>>

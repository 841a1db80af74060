use crate::types::{BodyId, Rgb};
use glam::Vec2;

/// Display metadata for one letter. Opaque to the physics.
#[derive(Clone, Copy, Debug, PartialEq)]
pub struct Letter {
    pub label: char,
    pub color: Rgb,
}

impl Letter {
    pub const fn new(label: char, color: Rgb) -> Self {
        Self { label, color }
    }
}

/// The six letters of the logo, in creation order.
pub const LOGO: [Letter; 6] = [
    Letter::new('G', [0x42, 0x85, 0xF4]),
    Letter::new('o', [0xDB, 0x44, 0x37]),
    Letter::new('o', [0xF4, 0xB4, 0x00]),
    Letter::new('g', [0x42, 0x85, 0xF4]),
    Letter::new('l', [0x0F, 0x9D, 0x58]),
    Letter::new('e', [0xDB, 0x44, 0x37]),
];

/// One axis-aligned rigid rectangle.
///
/// `pos` is the top-left corner in pixels with y pointing down. `size` is
/// fixed after creation. While `is_dragged` is set the body is kinematic:
/// the step phases read it but never write to it.
#[derive(Clone, Copy, Debug, PartialEq)]
pub struct Body {
    pub id: BodyId,
    pub pos: Vec2,
    pub size: Vec2,
    pub vel: Vec2,
    pub letter: Letter,
    pub is_dragged: bool,
}

impl Body {
    pub fn new(id: BodyId, pos: Vec2, size: Vec2, letter: Letter) -> Self {
        Self {
            id,
            pos,
            size,
            vel: Vec2::ZERO,
            letter,
            is_dragged: false,
        }
    }

    #[inline]
    pub fn right(&self) -> f32 {
        self.pos.x + self.size.x
    }

    #[inline]
    pub fn bottom(&self) -> f32 {
        self.pos.y + self.size.y
    }

    /// Point-in-rectangle test, inclusive on all four edges.
    pub fn contains(&self, p: Vec2) -> bool {
        p.x >= self.pos.x && p.x <= self.right() && p.y >= self.pos.y && p.y <= self.bottom()
    }

    /// Returns `true` if the two boxes overlap with positive area.
    ///
    /// Touching edges do not count as overlap.
    pub fn overlaps(&self, other: &Body) -> bool {
        !(self.right() <= other.pos.x
            || other.right() <= self.pos.x
            || self.bottom() <= other.pos.y
            || other.bottom() <= self.pos.y)
    }

    /// Penetration depth along each axis, assuming the boxes overlap.
    pub fn penetration(&self, other: &Body) -> Vec2 {
        Vec2::new(
            (self.right() - other.pos.x).min(other.right() - self.pos.x),
            (self.bottom() - other.pos.y).min(other.bottom() - self.pos.y),
        )
    }
}

#[cfg(test)]
mod tests {
    use super::*;

    fn square(id: BodyId, x: f32, y: f32, side: f32) -> Body {
        Body::new(id, Vec2::new(x, y), Vec2::splat(side), LOGO[0])
    }

    #[test]
    fn contains_is_inclusive_on_edges() {
        let b = square(0, 10.0, 20.0, 50.0);
        assert!(b.contains(Vec2::new(10.0, 20.0)));
        assert!(b.contains(Vec2::new(60.0, 70.0)));
        assert!(b.contains(Vec2::new(35.0, 45.0)));
        assert!(!b.contains(Vec2::new(9.9, 45.0)));
        assert!(!b.contains(Vec2::new(35.0, 70.1)));
    }

    #[test]
    fn touching_boxes_do_not_overlap() {
        let a = square(0, 0.0, 0.0, 50.0);
        let right = square(1, 50.0, 0.0, 50.0);
        let below = square(2, 0.0, 50.0, 50.0);
        assert!(!a.overlaps(&right));
        assert!(!a.overlaps(&below));
        assert!(!right.overlaps(&a));
    }

    #[test]
    fn penetration_is_symmetric() {
        let a = square(0, 0.0, 0.0, 50.0);
        let b = square(1, 40.0, 30.0, 50.0);
        assert!(a.overlaps(&b));
        assert_eq!(a.penetration(&b), Vec2::new(10.0, 20.0));
        assert_eq!(b.penetration(&a), Vec2::new(10.0, 20.0));
    }
}
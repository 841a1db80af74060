//! Application entry point for the letter playground.
//!
//! This binary parses the command line, sets up logging, loads the
//! simulation config and hands everything else to [`LetterView`].

mod measure;
mod viewer;

use anyhow::{Context, Result};
use clap::Parser;
use letterfall_core::config::Config;
use std::{
    fs,
    path::{Path, PathBuf},
};
use viewer::LetterView;

#[derive(Parser, Debug)]
#[command(about = "Letters that fall, stack and can be thrown around")]
struct Args {
    /// TOML file overriding simulation constants.
    #[arg(short, long)]
    config: Option<PathBuf>,
}

/// Loads the config file if one was given, otherwise the defaults.
fn load_config(path: Option<&Path>) -> Result<Config> {
    let Some(path) = path else {
        return Ok(Config::default());
    };
    let text =
        fs::read_to_string(path).with_context(|| format!("reading {}", path.display()))?;
    Config::from_toml_str(&text).with_context(|| format!("loading {}", path.display()))
}

/// Starts the native eframe application.
///
/// ### Returns
/// - `Ok(())` if the application runs to completion without errors.
/// - `Err` if the config cannot be loaded or eframe fails to create the
///   native window or event loop.
fn main() -> Result<()> {
    tracing_subscriber::fmt()
        .with_target(false)
        .without_time()
        .init();

    let args = Args::parse();
    let cfg = load_config(args.config.as_deref())?;
    tracing::debug!(?cfg, "config loaded");

    let options = eframe::NativeOptions::default();
    eframe::run_native(
        "Letterfall",
        options,
        Box::new(move |_cc| Ok(Box::new(LetterView::new(cfg)))),
    )
    .map_err(|err| anyhow::anyhow!("eframe failed: {err}"))
}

<<

Looking back over the listing, work out how many lines include the string "options". Write only that number.

**Answer below:**
2